Before stating and proving the monodromy theorem, we need two lemmas and a definition. Volume 324, issue 9, september 2009, pages 19531982. Mod07 lec28 proof of the first homotopy version of the monodromy theorem. The monodromy conjecture asserts that if cis a pole of the local topological zeta function of a hypersurface, then exp2. Our proof is based on takenss index theorem, which specifies how the energyh chern number changes when h passes a nondegenerate critical value, and a choice of. The hodge theoretic statement, amounted to the existence of what is now called a limit mixed hodge structure. It is closely associated with covering maps and their. Monodromy for the hypergeometric function download references. We discuss in detail two examples and make a connection to the duistermaatheckman theorem 21. These include the theorems of hurwitz and rouche, the open mapping theorem, the inverse and implicit function theorems, applications of those theorems, behaviour at a critical point, analytic branches, constructing riemann surfaces for functional inverses, analytic continuation and monodromy, hyperbolic geometry and the riemann mapping theorem. Reduction of the purity theorem to the monodromy theorem.
The celebrated arnoldliouville theorem gives the structure of a completely integrable system near a regular level in terms of actionangle coordinates. On monodromy representation of period integrals associated. Reduction of the target theorem to the purity theorem lecture iii. In section 4 we return to the behavior of the perturbed classical system described in section 2.

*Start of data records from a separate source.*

//! Task attribute model.
//!
//! The engine only reads a handful of task attributes: the identifier,
//! the lock state, and optional absolute calendar bounds. Everything else
//! about a task (name, duration, progress) stays with the caller.
//!
//! # Lock Semantics
//! - `FullyLocked`: neither edge may move.
//! - `LeftEdgeLocked`: the start is frozen, the end may be resized.
//! - `RightEdgeLocked`: the end is frozen, the start may be resized.
//!
//! Any lock state makes a task immovable by cascade, since shifting a bar
//! moves both of its edges.

use chrono::NaiveDate;
use serde::{Deserialize, Serialize};

use super::Anchor;

/// Lock state of a task.
#[derive(Debug, Clone, Copy, Default, Serialize, Deserialize, PartialEq, Eq, Hash)]
#[serde(rename_all = "kebab-case")]
pub enum LockState {
    /// Free to move and resize.
    #[default]
    Unlocked,
    /// Frozen in place.
    FullyLocked,
    /// Start frozen.
    LeftEdgeLocked,
    /// End frozen.
    RightEdgeLocked,
}

impl LockState {
    /// Whether any lock applies.
    #[inline]
    pub fn is_locked(self) -> bool {
        self != Self::Unlocked
    }

    /// Whether the given anchor cannot move.
    pub fn freezes(self, anchor: Anchor) -> bool {
        match self {
            Self::Unlocked => false,
            Self::FullyLocked => true,
            Self::LeftEdgeLocked => anchor == Anchor::Start,
            Self::RightEdgeLocked => anchor == Anchor::End,
        }
    }
}

/// Attributes of a task as seen by the constraint engine.
///
/// # Time Representation
/// Absolute bounds are calendar dates. They are converted to pixels with a
/// [`TimeScale`](super::TimeScale) at resolution time.
#[derive(Debug, Clone, Serialize, Deserialize, PartialEq)]
pub struct TaskAttributes {
    /// Unique task identifier.
    pub id: String,
    /// Lock state.
    #[serde(default)]
    pub lock: LockState,
    /// The bar may not start before this date.
    #[serde(default)]
    pub earliest_start: Option<NaiveDate>,
    /// The bar may not start after this date.
    #[serde(default)]
    pub latest_start: Option<NaiveDate>,
    /// The bar may not end after this date.
    #[serde(default)]
    pub latest_end: Option<NaiveDate>,
}

impl TaskAttributes {
    /// Creates an unlocked, unbounded task.
    pub fn new(id: impl Into<String>) -> Self {
        Self {
            id: id.into(),
            lock: LockState::Unlocked,
            earliest_start: None,
            latest_start: None,
            latest_end: None,
        }
    }

    /// Sets the lock state.
    pub fn with_lock(mut self, lock: LockState) -> Self {
        self.lock = lock;
        self
    }

    /// Shorthand for `with_lock(LockState::FullyLocked)`.
    pub fn locked(self) -> Self {
        self.with_lock(LockState::FullyLocked)
    }

    /// Sets the earliest start date.
    pub fn with_earliest_start(mut self, date: NaiveDate) -> Self {
        self.earliest_start = Some(date);
        self
    }

    /// Sets the latest start date.
    pub fn with_latest_start(mut self, date: NaiveDate) -> Self {
        self.latest_start = Some(date);
        self
    }

    /// Sets the latest end date (due date).
    pub fn with_latest_end(mut self, date: NaiveDate) -> Self {
        self.latest_end = Some(date);
        self
    }

    /// Whether any absolute calendar bound is set.
    pub fn has_absolute_bounds(&self) -> bool {
        self.earliest_start.is_some() || self.latest_start.is_some() || self.latest_end.is_some()
    }
}

#[cfg(test)]
mod tests {
    use super::*;

    #[test]
    fn test_task_builder() {
        let d = NaiveDate::from_ymd_opt(2024, 3, 1).unwrap();
        let task = TaskAttributes::new("T1")
            .with_earliest_start(d)
            .with_latest_end(d + chrono::Duration::days(10))
            .with_lock(LockState::LeftEdgeLocked);

        assert_eq!(task.id, "T1");
        assert_eq!(task.earliest_start, Some(d));
        assert!(task.latest_start.is_none());
        assert!(task.has_absolute_bounds());
        assert!(task.lock.is_locked());
    }

    #[test]
    fn test_lock_freezes() {
        assert!(!LockState::Unlocked.freezes(Anchor::Start));
        assert!(LockState::FullyLocked.freezes(Anchor::Start));
        assert!(LockState::FullyLocked.freezes(Anchor::End));
        assert!(LockState::LeftEdgeLocked.freezes(Anchor::Start));
        assert!(!LockState::LeftEdgeLocked.freezes(Anchor::End));
        assert!(LockState::RightEdgeLocked.freezes(Anchor::End));
        assert!(!LockState::RightEdgeLocked.freezes(Anchor::Start));
    }

    #[test]
    fn test_lock_serde_names() {
        let json = serde_json::to_string(&LockState::LeftEdgeLocked).unwrap();
        assert_eq!(json, "\"left-edge-locked\"");

        let task: TaskAttributes =
            serde_json::from_str(r#"{"id":"T9","latest_end":"2024-05-01"}"#).unwrap();
        assert_eq!(task.lock, LockState::Unlocked);
        assert_eq!(task.latest_end, NaiveDate::from_ymd_opt(2024, 5, 1));
    }
}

The actual configuration may depend on the choice of the branch cuts, but the group generated by the branch cycles is always the same. Sep 08, 2015 mod07 lec28 proof of the first homotopy version of the monodromy theorem. Applications of a result of turrittin by nicholas m. We consider one of the simplest possible systems with monodromy. This is especially true in view of recent results 12 connecting monodromy groups with quasi fuchsian and totally degenerate groups. Monodromy theorem article about monodromy theorem by the. A adic local monodromy theorem annals of mathematics.
I believe that a version of this is in joe harriss article, galois groups of enumerative problems. The following is a simpler version concerning the uniqueness of the monodromy theorem. This mapping, and also the homomorphisms induced by it on the homology and cohomology spaces of, is also called a monodromy transformation. As you might know, analytic continuation works as follows. If you have watched this lecture and know what it is about, particularly what mathematics topics are discussed, please help us by commenting on this video with your suggested description and title.

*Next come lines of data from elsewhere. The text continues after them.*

//! Bounds imposed on a task by its predecessors.
//!
//! Folds every incoming edge into one interval on the task's start.
//!
//! # Algorithm
//! For each edge `p → task`:
//! 1. Take the predecessor anchor (end for FS/FF, start for SS/SF).
//! 2. Add the edge's `[min_px, max_px]` gap.
//! 3. FF/SF bind the task's *end*; subtract the width to get a start bound.
//!
//! The lower bound is the maximum over edges (tightest predecessor wins),
//! the upper bound the minimum over finite values.
//!
//! Edges whose predecessor has no bar, and self-references, are vacuous.

use crate::constraints::offset::{anchor_x, edge_offset};
use crate::index::RelationshipSource;
use crate::lookup::PositionLookup;
use crate::models::Anchor;

/// Incoming bounds split by the anchor they bind.
///
/// Kept apart so a resize can use only the moving edge's bounds.
#[derive(Debug, Clone, Copy, PartialEq)]
pub struct IncomingBounds {
    /// Largest start lower bound (FS/SS), if any edge contributes.
    pub start_min: Option<f64>,
    /// Smallest start upper bound (FS/SS). `+∞` if none.
    pub start_max: f64,
    /// Largest end lower bound (FF/SF), if any edge contributes.
    pub end_min: Option<f64>,
    /// Smallest end upper bound (FF/SF). `+∞` if none.
    pub end_max: f64,
}

impl Default for IncomingBounds {
    fn default() -> Self {
        Self {
            start_min: None,
            start_max: f64::INFINITY,
            end_min: None,
            end_max: f64::INFINITY,
        }
    }
}

impl IncomingBounds {
    /// Lower bound on the start for a bar of `width`. `0` if no edge.
    pub fn min_x(&self, width: f64) -> f64 {
        match (self.start_min, self.end_min.map(|e| e - width)) {
            (Some(s), Some(e)) => s.max(e),
            (Some(s), None) => s,
            (None, Some(e)) => e,
            (None, None) => 0.0,
        }
    }

    /// Upper bound on the start for a bar of `width`. `+∞` if none.
    pub fn max_x(&self, width: f64) -> f64 {
        self.start_max.min(self.end_max - width)
    }
}

fn raise(slot: &mut Option<f64>, value: f64) {
    if value.is_nan() {
        return;
    }
    *slot = Some(slot.map_or(value, |current| current.max(value)));
}

/// Folds the incoming edges of `task_id` into per-anchor bounds.
pub fn incoming_bounds(
    task_id: &str,
    source: &dyn RelationshipSource,
    positions: &dyn PositionLookup,
    px_per_day: f64,
) -> IncomingBounds {
    let mut bounds = IncomingBounds::default();

    for rel in source.incoming(task_id) {
        if rel.is_self_reference() {
            continue;
        }
        let Some(pred) = positions.position(&rel.from) else {
            continue;
        };

        let anchor = anchor_x(&pred, rel.kind.predecessor_anchor());
        let offset = edge_offset(rel, px_per_day);
        let low = anchor + offset.min_px;
        let high = anchor + offset.max_px;

        match rel.kind.successor_anchor() {
            Anchor::Start => {
                raise(&mut bounds.start_min, low);
                bounds.start_max = bounds.start_max.min(high);
            }
            Anchor::End => {
                raise(&mut bounds.end_min, low);
                bounds.end_max = bounds.end_max.min(high);
            }
        }
    }

    bounds
}

/// Tightest lower bound on `task_id`'s start imposed by its predecessors.
///
/// Returns `0` when the task has no (usable) incoming edge.
pub fn predecessor_min_x(
    task_id: &str,
    source: &dyn RelationshipSource,
    positions: &dyn PositionLookup,
    px_per_day: f64,
    width: f64,
) -> f64 {
    incoming_bounds(task_id, source, positions, px_per_day).min_x(width)
}

/// Tightest upper bound on `task_id`'s start imposed by its predecessors.
///
/// Returns `+∞` when no incoming edge has a finite maximum.
pub fn predecessor_max_x(
    task_id: &str,
    source: &dyn RelationshipSource,
    positions: &dyn PositionLookup,
    px_per_day: f64,
    width: f64,
) -> f64 {
    incoming_bounds(task_id, source, positions, px_per_day).max_x(width)
}

#[cfg(test)]
mod tests {
    use super::*;
    use crate::models::{BarPosition, Relationship, RelationshipKind};
    use std::collections::HashMap;

    fn positions(entries: &[(&str, f64, f64)]) -> HashMap<String, BarPosition> {
        entries
            .iter()
            .map(|&(id, x, w)| (id.to_string(), BarPosition::new(x, w)))
            .collect()
    }

    #[test]
    fn test_no_predecessors() {
        let rels: Vec<Relationship> = vec![];
        let pos = positions(&[("A", 10.0, 10.0)]);
        assert_eq!(predecessor_min_x("A", &rels, &pos, 10.0, 10.0), 0.0);
        assert_eq!(predecessor_max_x("A", &rels, &pos, 10.0, 10.0), f64::INFINITY);
    }

    #[test]
    fn test_most_restrictive_predecessor_wins() {
        // P1 ends at 100, P2 ends at 140
        let rels = vec![
            Relationship::finish_to_start("P1", "T"),
            Relationship::finish_to_start("P2", "T").with_lag(1.0),
        ];
        let pos = positions(&[("P1", 50.0, 50.0), ("P2", 100.0, 40.0), ("T", 0.0, 30.0)]);
        assert_eq!(predecessor_min_x("T", &rels, &pos, 10.0, 30.0), 150.0);
    }

    #[test]
    fn test_end_bound_subtracts_width() {
        // FF: T.end >= P.end (=100) → T.x >= 100 - 30
        let rels = vec![Relationship::new("P", "T", RelationshipKind::FinishToFinish)];
        let pos = positions(&[("P", 50.0, 50.0)]);
        assert_eq!(predecessor_min_x("T", &rels, &pos, 10.0, 30.0), 70.0);
    }

    #[test]
    fn test_negative_contribution_is_kept() {
        let rels = vec![Relationship::new("P", "T", RelationshipKind::StartToStart).with_lag(-5.0)];
        let pos = positions(&[("P", 20.0, 10.0)]);
        assert_eq!(predecessor_min_x("T", &rels, &pos, 10.0, 30.0), -30.0);
    }

    #[test]
    fn test_max_x_bounded_and_elastic() {
        let rels = vec![
            Relationship::finish_to_start("P1", "T").with_max(2.0),
            Relationship::finish_to_start("P2", "T"),
            Relationship::new("P3", "T", RelationshipKind::FinishToFinish).with_max(1.0),
        ];
        let pos = positions(&[("P1", 0.0, 100.0), ("P2", 0.0, 10.0), ("P3", 0.0, 200.0)]);
        // P1: start <= 100 + 20 = 120; P3: end <= 210 → start <= 210 - 40 = 170
        assert_eq!(predecessor_max_x("T", &rels, &pos, 10.0, 40.0), 120.0);
        // P2 alone is elastic
        let elastic = vec![rels[1].clone()];
        assert_eq!(predecessor_max_x("T", &elastic, &pos, 10.0, 40.0), f64::INFINITY);
    }

    #[test]
    fn test_missing_predecessor_is_vacuous() {
        let rels = vec![
            Relationship::finish_to_start("ghost", "T").with_lag(100.0),
            Relationship::finish_to_start("T", "T"),
        ];
        let pos = positions(&[("T", 10.0, 10.0)]);
        assert_eq!(predecessor_min_x("T", &rels, &pos, 10.0, 10.0), 0.0);
    }

    #[test]
    fn test_incoming_bounds_split_by_anchor() {
        let rels = vec![
            Relationship::finish_to_start("P", "T"),
            Relationship::new("Q", "T", RelationshipKind::StartToFinish).with_max(0.0),
        ];
        let pos = positions(&[("P", 0.0, 20.0), ("Q", 60.0, 10.0)]);
        let b = incoming_bounds("T", &rels, &pos, 10.0);
        assert_eq!(b.start_min, Some(20.0));
        assert_eq!(b.start_max, f64::INFINITY);
        assert_eq!(b.end_min, Some(60.0));
        assert_eq!(b.end_max, 60.0);
    }
}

The correct analogue of the local monodromy theorem was formulated. Let f,d be a function element which admits unrestricted continuation in the simply connected region g. Path, lifting of a path, uniquepathlifting property, covering homotopy theorem, surjective local homeomorphism, universal covering space, injective group homomorphism, fundamental group, simply connected space, trivial group, fiber of a covering map, coset space, group action, orbit, orbit map, stabilizer. Monodromy is the simplest obstruction to the existence of global actionangle variables in integrable hamiltonian dynamical systems. The grothendieck monodromy theorem universiteit leiden. In mathematics, monodromy is the study of how objects from mathematical analysis, algebraic topology, algebraic geometry and differential geometry behave as they run round a singularity. He gives obstructions to the existence of global actionangle coordinates, one of which is the monodromy. As an application, we show how to recover from this classification the cohomological version of a classical theorem of hopf, and we extend it to the non abelian case. The first method that gives a full representation of the fundamental group of the complement to singular loci relies on the generalised picardlefschetz theorem. Monodromy groups of indecomposable rational functions. On a monodromy theorem for sheaves of local fields and applications. We shall introduce the basics of classical gauss hypergeometric equation and to study its monodromy problem.

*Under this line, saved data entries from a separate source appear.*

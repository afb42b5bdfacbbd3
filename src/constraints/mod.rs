//! Bound components.
//!
//! Each submodule turns one source of constraint into pixel bounds on a
//! single task. They are pure functions over the caller's lookups; the
//! [`engine`](crate::engine) combines them.
//!
//! | Module | Source | Bounds |
//! |--------|--------|--------|
//! | `offset` | one relationship | gap between two anchors |
//! | `predecessor` | incoming edges | `[min_x, max_x]` |
//! | `ceiling` | locked descendants (transitive) | cap on start/end |
//! | `locked` | locked direct successors (SS/SF) | cap on start |
//! | `absolute` | the task's calendar dates, lock flag | `[min_x, max_x]`, latest end |

pub mod absolute;
pub mod ceiling;
pub mod locked;
pub mod offset;
pub mod predecessor;

pub use absolute::{absolute_bounds, lock_blocks_move, lock_blocks_resize, AbsoluteBounds};
pub use ceiling::{downstream_ceiling, scan_downstream, DownstreamCeiling};
pub use locked::locked_successor_max_x;
pub use offset::{anchor_x, edge_offset, required_successor_x, EdgeOffset};
pub use predecessor::{incoming_bounds, predecessor_max_x, predecessor_min_x, IncomingBounds};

We calculate two differenent monodromy representations of period integrals for the affine variety x 2,2 obtained by the dual polyhedron mirror variety construction from y. Oct 24, 2014 the monodromy theorem in as important theorem in the field of complex analysis. Nonetheless, there remain many fundamental questions where we do not even know what sort of answers to expect. We prove that the conductors computed by the arithmetic ramification filtrations on g k defined by abbes and saito amer. As the name implies, the fundamental meaning of monodromy comes from running round singly. General method for building the riemann surface of a. Let k be a complete discretely valued field of equal characteristic p 0 with possibly imperfect residue field, and let g k be its galois group.
Work of many mathematicians ritt, zariski, guralnick, thompson, aschbacher. The monodromy transformation in this case is also called a covering or. We establish a generalization of the padic local monodromy theorem of andre, mebkhout, and the author in which differential equations on rigid analytic. If is the riemann surface of such a function, then by eliminating the singular points of the function from the riemann sphere, an unbranched covering is obtained. Find out information about darbouxs monodromy theorem. This was solved by schmid s a couple of years later.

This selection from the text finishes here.